(MATERIAL FOR THIS TASK begins)

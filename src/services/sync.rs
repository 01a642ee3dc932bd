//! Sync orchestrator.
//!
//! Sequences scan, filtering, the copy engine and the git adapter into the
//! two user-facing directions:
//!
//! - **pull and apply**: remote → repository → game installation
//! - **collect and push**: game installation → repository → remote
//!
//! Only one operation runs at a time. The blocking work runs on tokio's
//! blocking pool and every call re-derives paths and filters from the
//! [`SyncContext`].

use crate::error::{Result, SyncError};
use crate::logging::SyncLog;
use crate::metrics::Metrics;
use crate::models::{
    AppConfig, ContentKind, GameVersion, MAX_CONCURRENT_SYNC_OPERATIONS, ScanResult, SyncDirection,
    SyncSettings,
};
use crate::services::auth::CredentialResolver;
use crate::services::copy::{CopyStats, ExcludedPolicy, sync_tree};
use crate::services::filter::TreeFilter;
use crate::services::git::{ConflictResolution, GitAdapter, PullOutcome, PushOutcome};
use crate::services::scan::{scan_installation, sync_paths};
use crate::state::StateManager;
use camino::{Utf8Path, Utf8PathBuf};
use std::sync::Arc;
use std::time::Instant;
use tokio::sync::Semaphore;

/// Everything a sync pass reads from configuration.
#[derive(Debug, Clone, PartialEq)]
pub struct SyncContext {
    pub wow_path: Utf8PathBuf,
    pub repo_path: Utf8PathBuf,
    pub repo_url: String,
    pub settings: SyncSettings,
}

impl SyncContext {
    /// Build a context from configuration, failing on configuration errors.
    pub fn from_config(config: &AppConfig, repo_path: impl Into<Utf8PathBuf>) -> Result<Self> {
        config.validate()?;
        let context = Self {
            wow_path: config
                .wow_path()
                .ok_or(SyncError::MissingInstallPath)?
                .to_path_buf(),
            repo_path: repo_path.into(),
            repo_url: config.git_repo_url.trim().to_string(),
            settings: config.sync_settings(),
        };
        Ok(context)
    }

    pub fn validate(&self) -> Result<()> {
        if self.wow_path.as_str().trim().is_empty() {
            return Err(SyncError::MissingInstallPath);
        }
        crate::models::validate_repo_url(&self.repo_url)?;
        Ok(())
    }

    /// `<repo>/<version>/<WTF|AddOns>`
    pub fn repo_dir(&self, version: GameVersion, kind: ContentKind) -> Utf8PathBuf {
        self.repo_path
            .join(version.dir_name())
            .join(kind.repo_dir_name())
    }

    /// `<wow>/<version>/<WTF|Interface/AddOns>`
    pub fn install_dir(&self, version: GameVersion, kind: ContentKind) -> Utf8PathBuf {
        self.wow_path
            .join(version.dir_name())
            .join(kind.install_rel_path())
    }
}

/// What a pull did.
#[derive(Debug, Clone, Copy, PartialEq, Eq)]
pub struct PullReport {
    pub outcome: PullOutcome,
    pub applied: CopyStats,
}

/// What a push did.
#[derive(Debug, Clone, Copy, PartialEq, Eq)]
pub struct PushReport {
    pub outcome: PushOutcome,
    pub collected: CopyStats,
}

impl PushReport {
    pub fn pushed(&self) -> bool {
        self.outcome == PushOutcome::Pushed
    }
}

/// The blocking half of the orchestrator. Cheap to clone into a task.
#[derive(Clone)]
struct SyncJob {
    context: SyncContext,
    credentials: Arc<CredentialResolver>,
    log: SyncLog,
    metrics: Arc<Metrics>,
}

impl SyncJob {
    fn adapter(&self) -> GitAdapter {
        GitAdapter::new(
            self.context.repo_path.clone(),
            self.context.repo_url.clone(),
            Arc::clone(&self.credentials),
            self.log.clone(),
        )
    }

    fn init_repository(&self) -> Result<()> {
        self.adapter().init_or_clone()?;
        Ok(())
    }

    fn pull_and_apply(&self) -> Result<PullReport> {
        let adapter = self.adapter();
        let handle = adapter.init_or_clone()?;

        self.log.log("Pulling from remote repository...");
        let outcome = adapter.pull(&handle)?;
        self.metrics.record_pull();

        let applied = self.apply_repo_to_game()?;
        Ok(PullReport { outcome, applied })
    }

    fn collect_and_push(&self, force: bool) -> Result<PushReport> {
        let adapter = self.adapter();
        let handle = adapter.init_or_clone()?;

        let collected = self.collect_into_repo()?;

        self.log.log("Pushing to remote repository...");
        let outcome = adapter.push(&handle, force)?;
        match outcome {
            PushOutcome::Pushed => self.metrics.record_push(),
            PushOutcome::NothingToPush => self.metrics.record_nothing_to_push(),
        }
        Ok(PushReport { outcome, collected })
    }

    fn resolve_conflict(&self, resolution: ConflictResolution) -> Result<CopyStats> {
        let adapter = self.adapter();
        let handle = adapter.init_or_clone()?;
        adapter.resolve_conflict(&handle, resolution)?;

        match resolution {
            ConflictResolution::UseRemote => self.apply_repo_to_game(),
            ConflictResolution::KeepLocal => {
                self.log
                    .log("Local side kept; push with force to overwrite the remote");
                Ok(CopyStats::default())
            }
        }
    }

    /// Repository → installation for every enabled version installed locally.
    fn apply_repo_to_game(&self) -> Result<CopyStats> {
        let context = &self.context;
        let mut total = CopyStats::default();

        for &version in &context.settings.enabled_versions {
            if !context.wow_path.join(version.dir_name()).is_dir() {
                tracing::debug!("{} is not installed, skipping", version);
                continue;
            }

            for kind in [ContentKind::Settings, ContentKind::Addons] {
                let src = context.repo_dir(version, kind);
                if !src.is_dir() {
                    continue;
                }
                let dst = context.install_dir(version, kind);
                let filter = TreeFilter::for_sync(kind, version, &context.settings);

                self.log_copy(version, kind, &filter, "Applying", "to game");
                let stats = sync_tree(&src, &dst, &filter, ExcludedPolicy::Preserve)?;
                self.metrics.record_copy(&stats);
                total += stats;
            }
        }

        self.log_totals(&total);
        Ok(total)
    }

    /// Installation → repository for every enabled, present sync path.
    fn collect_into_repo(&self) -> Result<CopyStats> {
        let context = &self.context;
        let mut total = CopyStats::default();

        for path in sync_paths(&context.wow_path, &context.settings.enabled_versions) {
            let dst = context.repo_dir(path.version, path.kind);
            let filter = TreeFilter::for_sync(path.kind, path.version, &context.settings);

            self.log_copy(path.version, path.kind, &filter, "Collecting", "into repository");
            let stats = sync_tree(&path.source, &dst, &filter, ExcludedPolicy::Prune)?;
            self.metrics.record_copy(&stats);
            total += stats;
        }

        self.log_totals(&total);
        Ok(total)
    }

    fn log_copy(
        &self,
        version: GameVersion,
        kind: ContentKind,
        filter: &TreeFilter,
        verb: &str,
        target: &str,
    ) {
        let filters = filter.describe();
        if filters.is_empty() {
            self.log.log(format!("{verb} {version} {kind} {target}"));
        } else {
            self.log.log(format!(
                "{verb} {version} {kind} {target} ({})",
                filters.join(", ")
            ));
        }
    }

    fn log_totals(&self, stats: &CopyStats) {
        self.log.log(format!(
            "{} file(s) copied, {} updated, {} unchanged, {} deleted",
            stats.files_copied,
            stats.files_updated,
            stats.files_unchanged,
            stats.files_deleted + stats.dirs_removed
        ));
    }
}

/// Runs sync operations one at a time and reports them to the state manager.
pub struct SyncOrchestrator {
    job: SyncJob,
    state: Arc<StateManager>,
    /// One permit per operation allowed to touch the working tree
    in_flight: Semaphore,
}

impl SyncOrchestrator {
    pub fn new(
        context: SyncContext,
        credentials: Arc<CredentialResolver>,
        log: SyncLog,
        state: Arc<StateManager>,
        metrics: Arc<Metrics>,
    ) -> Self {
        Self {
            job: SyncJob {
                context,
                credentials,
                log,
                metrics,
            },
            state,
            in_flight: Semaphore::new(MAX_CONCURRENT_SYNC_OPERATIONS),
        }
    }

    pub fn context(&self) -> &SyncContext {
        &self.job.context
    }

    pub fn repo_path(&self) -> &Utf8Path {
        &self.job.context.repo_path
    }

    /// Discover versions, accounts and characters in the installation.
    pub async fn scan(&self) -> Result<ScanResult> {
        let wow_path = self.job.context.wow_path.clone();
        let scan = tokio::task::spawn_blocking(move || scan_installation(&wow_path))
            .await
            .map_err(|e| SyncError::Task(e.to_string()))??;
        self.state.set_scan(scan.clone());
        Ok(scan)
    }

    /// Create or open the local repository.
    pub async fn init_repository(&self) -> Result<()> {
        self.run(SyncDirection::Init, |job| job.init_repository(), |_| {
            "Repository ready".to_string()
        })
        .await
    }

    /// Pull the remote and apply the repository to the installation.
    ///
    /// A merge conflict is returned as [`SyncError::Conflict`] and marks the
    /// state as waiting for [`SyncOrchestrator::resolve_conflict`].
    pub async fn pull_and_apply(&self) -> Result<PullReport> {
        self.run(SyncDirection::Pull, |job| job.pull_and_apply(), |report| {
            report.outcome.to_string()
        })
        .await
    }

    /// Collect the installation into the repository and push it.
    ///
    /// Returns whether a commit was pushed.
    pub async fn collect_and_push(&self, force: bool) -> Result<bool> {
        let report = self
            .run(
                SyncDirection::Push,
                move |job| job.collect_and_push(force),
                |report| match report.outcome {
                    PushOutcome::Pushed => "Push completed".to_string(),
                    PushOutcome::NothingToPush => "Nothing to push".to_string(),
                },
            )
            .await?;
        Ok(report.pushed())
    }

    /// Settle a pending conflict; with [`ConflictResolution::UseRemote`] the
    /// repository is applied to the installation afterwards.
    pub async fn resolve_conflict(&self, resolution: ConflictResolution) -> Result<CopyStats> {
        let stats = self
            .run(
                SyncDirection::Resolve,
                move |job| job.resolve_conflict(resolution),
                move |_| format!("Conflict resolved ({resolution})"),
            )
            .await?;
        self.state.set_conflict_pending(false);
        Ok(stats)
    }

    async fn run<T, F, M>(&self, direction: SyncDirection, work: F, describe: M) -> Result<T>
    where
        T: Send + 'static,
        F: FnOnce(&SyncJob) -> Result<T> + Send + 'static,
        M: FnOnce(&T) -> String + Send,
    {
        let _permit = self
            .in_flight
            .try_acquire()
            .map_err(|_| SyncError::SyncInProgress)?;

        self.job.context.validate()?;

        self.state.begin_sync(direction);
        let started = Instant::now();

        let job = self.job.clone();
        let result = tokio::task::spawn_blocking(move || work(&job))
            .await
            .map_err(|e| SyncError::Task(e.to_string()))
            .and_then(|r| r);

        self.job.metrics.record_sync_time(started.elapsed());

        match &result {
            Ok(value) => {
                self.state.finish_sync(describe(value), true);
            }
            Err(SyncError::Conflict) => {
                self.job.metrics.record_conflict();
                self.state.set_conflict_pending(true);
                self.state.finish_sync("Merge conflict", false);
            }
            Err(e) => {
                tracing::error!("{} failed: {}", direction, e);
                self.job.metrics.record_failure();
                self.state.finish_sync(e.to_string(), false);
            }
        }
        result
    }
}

(MATERIAL FOR THIS TASK ends)
(MATERIAL FOR THIS TASK begins)

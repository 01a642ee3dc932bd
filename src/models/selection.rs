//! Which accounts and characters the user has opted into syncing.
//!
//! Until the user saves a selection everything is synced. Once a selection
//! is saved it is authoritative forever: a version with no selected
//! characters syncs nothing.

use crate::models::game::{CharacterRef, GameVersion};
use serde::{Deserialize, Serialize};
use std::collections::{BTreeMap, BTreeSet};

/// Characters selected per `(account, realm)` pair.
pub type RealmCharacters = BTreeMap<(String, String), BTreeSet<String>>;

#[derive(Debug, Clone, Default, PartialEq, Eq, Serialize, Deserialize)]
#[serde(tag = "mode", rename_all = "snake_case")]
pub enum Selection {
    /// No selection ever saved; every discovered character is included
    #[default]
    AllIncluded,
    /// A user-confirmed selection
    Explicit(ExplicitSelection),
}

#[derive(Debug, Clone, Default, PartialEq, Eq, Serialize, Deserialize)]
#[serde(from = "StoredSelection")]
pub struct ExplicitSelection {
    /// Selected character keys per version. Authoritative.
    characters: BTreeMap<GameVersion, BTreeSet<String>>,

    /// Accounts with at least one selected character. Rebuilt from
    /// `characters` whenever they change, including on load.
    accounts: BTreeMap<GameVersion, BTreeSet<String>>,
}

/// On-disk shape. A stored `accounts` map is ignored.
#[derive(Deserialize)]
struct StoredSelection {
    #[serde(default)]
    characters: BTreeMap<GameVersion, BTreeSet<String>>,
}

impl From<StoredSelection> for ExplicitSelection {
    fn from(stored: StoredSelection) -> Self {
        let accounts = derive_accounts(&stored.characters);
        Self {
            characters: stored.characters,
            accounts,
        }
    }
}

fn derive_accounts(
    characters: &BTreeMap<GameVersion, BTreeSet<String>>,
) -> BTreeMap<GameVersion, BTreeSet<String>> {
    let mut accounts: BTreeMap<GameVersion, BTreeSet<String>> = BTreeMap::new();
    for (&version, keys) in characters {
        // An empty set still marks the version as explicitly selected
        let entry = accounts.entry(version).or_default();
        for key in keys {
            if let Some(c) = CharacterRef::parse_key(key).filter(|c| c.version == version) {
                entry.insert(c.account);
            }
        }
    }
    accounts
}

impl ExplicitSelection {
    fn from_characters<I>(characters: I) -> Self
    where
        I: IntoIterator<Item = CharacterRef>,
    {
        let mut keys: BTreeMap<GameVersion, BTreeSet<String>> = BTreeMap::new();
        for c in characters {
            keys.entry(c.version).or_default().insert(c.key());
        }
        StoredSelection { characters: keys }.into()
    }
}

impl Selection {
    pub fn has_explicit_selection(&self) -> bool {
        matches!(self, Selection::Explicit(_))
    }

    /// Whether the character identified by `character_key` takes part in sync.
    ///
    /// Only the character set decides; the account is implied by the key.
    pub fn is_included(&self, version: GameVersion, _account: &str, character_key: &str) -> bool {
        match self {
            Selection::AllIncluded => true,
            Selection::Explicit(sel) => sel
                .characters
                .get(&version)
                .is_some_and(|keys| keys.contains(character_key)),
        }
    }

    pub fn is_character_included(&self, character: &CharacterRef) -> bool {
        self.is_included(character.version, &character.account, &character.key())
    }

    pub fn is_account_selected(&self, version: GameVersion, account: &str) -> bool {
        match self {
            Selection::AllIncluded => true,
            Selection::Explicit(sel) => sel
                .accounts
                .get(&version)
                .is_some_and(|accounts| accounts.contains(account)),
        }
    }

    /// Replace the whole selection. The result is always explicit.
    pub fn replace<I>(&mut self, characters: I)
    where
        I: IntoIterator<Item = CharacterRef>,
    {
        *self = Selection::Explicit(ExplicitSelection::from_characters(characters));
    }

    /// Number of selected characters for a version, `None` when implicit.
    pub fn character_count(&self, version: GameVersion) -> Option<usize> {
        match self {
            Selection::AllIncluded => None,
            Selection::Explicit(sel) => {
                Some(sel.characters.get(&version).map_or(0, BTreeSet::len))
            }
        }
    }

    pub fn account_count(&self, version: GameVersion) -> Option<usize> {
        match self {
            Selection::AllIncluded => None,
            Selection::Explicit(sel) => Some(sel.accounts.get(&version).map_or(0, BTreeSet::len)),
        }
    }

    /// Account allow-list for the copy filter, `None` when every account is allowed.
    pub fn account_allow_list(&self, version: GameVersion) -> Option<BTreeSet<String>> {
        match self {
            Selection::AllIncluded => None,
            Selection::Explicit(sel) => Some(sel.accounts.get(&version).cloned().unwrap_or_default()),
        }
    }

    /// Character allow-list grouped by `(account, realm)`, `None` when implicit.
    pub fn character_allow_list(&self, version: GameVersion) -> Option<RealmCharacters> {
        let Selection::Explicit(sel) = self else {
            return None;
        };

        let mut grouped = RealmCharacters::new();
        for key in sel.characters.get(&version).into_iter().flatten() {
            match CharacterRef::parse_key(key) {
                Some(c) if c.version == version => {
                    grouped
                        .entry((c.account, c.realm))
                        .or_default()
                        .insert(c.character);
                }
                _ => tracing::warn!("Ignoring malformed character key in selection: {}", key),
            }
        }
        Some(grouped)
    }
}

(MATERIAL FOR THIS TASK ends)

TASK GOAL: Each line above where the word "ExcludedPolicy" occurs should be copied out.

EXERCISE RESPONSE:
use crate::services::copy::{CopyStats, ExcludedPolicy, sync_tree};
                let stats = sync_tree(&src, &dst, &filter, ExcludedPolicy::Preserve)?;
            let stats = sync_tree(&path.source, &dst, &filter, ExcludedPolicy::Prune)?;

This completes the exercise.